**WORK TO COMPLETE:**
What lines of the data hold the string "impl"? Copy them all.

Saved data entries
■ ■ ■ ■ ■
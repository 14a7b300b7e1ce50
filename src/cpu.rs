//! The IM8000 core: register file, both buses, the memory access layer
//! and the decode/execute driver.

mod execute;

use crate::bus::Bus;
use crate::config::{Config, Timing};
use crate::decode;
use crate::err::{ContractViolation, CpuError};
use crate::history::{History, HistoryEntry};
use crate::instr::{DecodedOperation, Form, Operand, OperandBase, OperandSize, Operation};
use crate::registers::RegisterFile;

use log::{debug, trace, warn};

const RESET_VECTOR: u32 = 0x0000_0000;
pub const NMI_VECTOR: u32 = 0x0000_0066;
pub const IM1_VECTOR: u32 = 0x0000_0038;

/// How a maskable interrupt finds its handler.
#[derive(Debug, Clone, Copy, Eq, PartialEq)]
pub enum InterruptMode {
    /// Always jump to `IM1_VECTOR`.
    Mode1,
    /// Jump through the dword table at `I`, indexed by the vector byte.
    Mode2,
}

pub struct Cpu<M: Bus, I: Bus> {
    registers: RegisterFile,
    memory: M,
    io: I,
    timing: Timing,
    interrupt_mode: InterruptMode,
    halted: bool,
    nmi_pending: bool,
    irq_pending: Option<u8>,
    history: History,
}

impl<M: Bus, I: Bus> Cpu<M, I> {
    pub fn new(memory: M, io: I) -> Self {
        Cpu::with_config(memory, io, Config::default())
    }

    pub fn with_config(memory: M, io: I, config: Config) -> Self {
        Cpu {
            registers: RegisterFile::new(),
            memory,
            io,
            timing: config.timing,
            interrupt_mode: InterruptMode::Mode1,
            halted: false,
            nmi_pending: false,
            irq_pending: None,
            history: History::new(config.history_len),
        }
    }

    /// Clear all registers and interrupt state, then load PC from the
    /// reset vector at address 0.
    pub fn reset(&mut self) -> Result<(), CpuError> {
        self.registers.clear();
        self.interrupt_mode = InterruptMode::Mode1;
        self.halted = false;
        self.nmi_pending = false;
        self.irq_pending = None;
        self.history.clear();

        let (pc, _) = self.read_memory(RESET_VECTOR, OperandSize::DWord)?;
        self.registers.set_pc(pc);
        debug!("reset: PC={:08x}", pc);
        Ok(())
    }

    pub fn registers(&self) -> &RegisterFile {
        &self.registers
    }

    pub fn registers_mut(&mut self) -> &mut RegisterFile {
        &mut self.registers
    }

    pub fn memory(&self) -> &M {
        &self.memory
    }

    pub fn memory_mut(&mut self) -> &mut M {
        &mut self.memory
    }

    pub fn io(&self) -> &I {
        &self.io
    }

    pub fn io_mut(&mut self) -> &mut I {
        &mut self.io
    }

    pub fn timing(&self) -> &Timing {
        &self.timing
    }

    pub fn is_halted(&self) -> bool {
        self.halted
    }

    pub fn interrupt_mode(&self) -> InterruptMode {
        self.interrupt_mode
    }

    /// Latch a non-maskable interrupt. It is taken at the next decode.
    pub fn raise_nmi(&mut self) {
        self.nmi_pending = true;
    }

    /// Latch a maskable interrupt request with its vector byte. It is
    /// taken at the next decode where interrupts are enabled.
    pub fn raise_irq(&mut self, vector: u8) {
        self.irq_pending = Some(vector);
    }

    pub fn history(&self) -> &History {
        &self.history
    }

    pub fn dump_history(&self) {
        for entry in self.history.iter() {
            debug!("{}", entry);
        }
    }

    /// Decode the instruction at `address` without touching CPU state.
    pub fn decode_at(&mut self, address: u32) -> Result<DecodedOperation, CpuError> {
        decode::decode(&mut self.memory, &self.timing, address)
    }

    /// Produce the next operation to execute: a pending interrupt, the
    /// idle halted state, or the instruction at PC.
    pub fn decode(&mut self) -> Result<DecodedOperation, CpuError> {
        let pc = self.registers.pc();

        if self.nmi_pending {
            let form = Form::new(Operation::NonMaskableInterrupt, OperandSize::DWord);
            return Ok(DecodedOperation::synthetic(pc, form));
        }

        if let Some(vector) = self.irq_pending {
            if self.registers.iff1() {
                let form = Form::new(Operation::Interrupt, OperandSize::Byte)
                    .with_operand1(Operand::immediate(u32::from(vector)));
                return Ok(DecodedOperation::synthetic(pc, form));
            }
        }

        if self.halted {
            let form = Form::new(Operation::HaltState, OperandSize::Byte);
            return Ok(DecodedOperation::synthetic(pc, form));
        }

        self.decode_at(pc)
    }

    /// Decode and execute one operation, returning the cycles it took.
    pub fn step(&mut self) -> Result<u32, CpuError> {
        let op = match self.decode() {
            Ok(op) => op,
            Err(e) => {
                warn!("decode failed at {:08x}: {}", self.registers.pc(), e);
                return Err(e);
            }
        };

        let mut entry = HistoryEntry::new(&op, 0);
        let cycles = self.execute(op)?;
        entry.cycles = cycles;

        trace!("{}", entry);
        self.history.push(entry);

        Ok(cycles)
    }

    //
    // Memory access layer. Every access returns its cycle cost so the
    // handlers can total them.
    //

    /// Address named by an indirect operand.
    pub fn effective_address(&self, operand: &Operand) -> u32 {
        let base = match operand.base {
            OperandBase::Register(target) => self.registers.get(target, OperandSize::DWord),
            OperandBase::Immediate(address) => address,
        };
        match operand.displacement {
            Some(d) => base.wrapping_add(i32::from(d) as u32),
            None => base,
        }
    }

    pub fn read_memory(&mut self, address: u32, size: OperandSize) -> Result<(u32, u32), CpuError> {
        let value = self.memory.read(address, size)?;
        Ok((value, self.timing.memory_cycles(address, size)))
    }

    pub fn write_memory(
        &mut self,
        address: u32,
        size: OperandSize,
        value: u32,
    ) -> Result<u32, CpuError> {
        self.memory.write(address, size, value)?;
        Ok(self.timing.memory_cycles(address, size))
    }

    pub fn read_io(&mut self, port: u32, size: OperandSize) -> Result<(u32, u32), CpuError> {
        let value = self.io.read(port, size)?;
        Ok((value, self.timing.io_cycles(port, size)))
    }

    pub fn write_io(&mut self, port: u32, size: OperandSize, value: u32) -> Result<u32, CpuError> {
        self.io.write(port, size, value)?;
        Ok(self.timing.io_cycles(port, size))
    }

    /// Value of an operand. Registers and immediates cost nothing;
    /// indirect operands cost a main-bus read.
    pub fn read_operand(
        &mut self,
        operand: &Operand,
        size: OperandSize,
    ) -> Result<(u32, u32), CpuError> {
        if operand.indirect {
            let address = self.effective_address(operand);
            return self.read_memory(address, size);
        }
        match operand.base {
            OperandBase::Register(target) => Ok((self.registers.get(target, size), 0)),
            OperandBase::Immediate(value) => Ok((value & size.mask(), 0)),
        }
    }

    /// Store into an operand. Immediates cannot be written.
    pub fn write_operand(
        &mut self,
        operation: Operation,
        operand: &Operand,
        size: OperandSize,
        value: u32,
    ) -> Result<u32, CpuError> {
        if operand.indirect {
            let address = self.effective_address(operand);
            return self.write_memory(address, size, value);
        }
        match operand.base {
            OperandBase::Register(target) => {
                self.registers.set(target, size, value);
                Ok(0)
            }
            OperandBase::Immediate(_) => {
                Err(ContractViolation::ImmediateWriteback { operation }.into())
            }
        }
    }

    /// Pre-decrement SP by four and store a dword.
    pub fn push(&mut self, value: u32) -> Result<u32, CpuError> {
        let sp = self.registers.sp().wrapping_sub(4);
        let cycles = self.write_memory(sp, OperandSize::DWord, value)?;
        self.registers.set_sp(sp);
        Ok(cycles)
    }

    /// Load a dword from SP and post-increment SP by four.
    pub fn pop(&mut self) -> Result<(u32, u32), CpuError> {
        let sp = self.registers.sp();
        let (value, cycles) = self.read_memory(sp, OperandSize::DWord)?;
        self.registers.set_sp(sp.wrapping_add(4));
        Ok((value, cycles))
    }
}

impl<M: Bus, I: Bus> std::fmt::Debug for Cpu<M, I> {
    fn fmt(&self, f: &mut std::fmt::Formatter) -> std::fmt::Result {
        f.debug_struct("Cpu")
            .field("registers", &self.registers)
            .field("interrupt_mode", &self.interrupt_mode)
            .field("halted", &self.halted)
            .field("nmi_pending", &self.nmi_pending)
            .field("irq_pending", &self.irq_pending)
            .finish()
    }
}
■ ■ ■ ■ ■
**SOLUTION TO THE EXERCISE:**
impl<M: Bus, I: Bus> Cpu<M, I> {
impl<M: Bus, I: Bus> std::fmt::Debug for Cpu<M, I> {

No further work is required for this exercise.